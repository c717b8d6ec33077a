//! Request-scoped caller identity.

use serde::{Deserialize, Serialize};

pub const ANONYMOUS_ROLE: &str = "anonymous";
pub const AUTHENTICATED_ROLE: &str = "authenticated";

/// Roles that bypass row-level ownership checks in the metadata store.
pub const ELEVATED_ROLES: [&str; 2] = ["service_role", "admin"];

/// The resolved caller of a single request.
///
/// Never persisted. `roles` is ordered and de-duplicated; the first entry is
/// the primary role.
#[derive(Serialize, Deserialize, Clone, Debug, PartialEq, Eq)]
#[serde(rename_all = "camelCase")]
pub struct ActorIdentity {
    pub user_id: Option<String>,
    pub roles: Vec<String>,
    pub authenticated: bool,
}

impl ActorIdentity {
    pub fn anonymous() -> Self {
        Self {
            user_id: None,
            roles: vec![ANONYMOUS_ROLE.to_string()],
            authenticated: false,
        }
    }

    /// Authenticated identity. Falls back to the `authenticated` role when
    /// no roles were supplied.
    pub fn authenticated<I, S>(user_id: impl Into<String>, roles: I) -> Self
    where
        I: IntoIterator<Item = S>,
        S: Into<String>,
    {
        let mut ordered: Vec<String> = Vec::new();
        for role in roles.into_iter().map(Into::into) {
            let role = role.trim().to_string();
            if !role.is_empty() && !ordered.contains(&role) {
                ordered.push(role);
            }
        }
        if ordered.is_empty() {
            ordered.push(AUTHENTICATED_ROLE.to_string());
        }

        Self {
            user_id: Some(user_id.into()),
            roles: ordered,
            authenticated: true,
        }
    }

    /// Internal identity used by operational tooling (orphan reports).
    pub fn service() -> Self {
        Self {
            user_id: None,
            roles: vec![ELEVATED_ROLES[0].to_string()],
            authenticated: true,
        }
    }

    pub fn primary_role(&self) -> &str {
        self.roles.first().map(String::as_str).unwrap_or(ANONYMOUS_ROLE)
    }

    pub fn is_elevated(&self) -> bool {
        self.roles
            .iter()
            .any(|role| ELEVATED_ROLES.contains(&role.as_str()))
    }
}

Exercise: Make an exact copy of every line from the one with "pub fn is_elevated(&self)" to the end of the data, with the first and last of those lines included.

Solution:
    pub fn is_elevated(&self) -> bool {
        self.roles
            .iter()
            .any(|role| ELEVATED_ROLES.contains(&role.as_str()))
    }
}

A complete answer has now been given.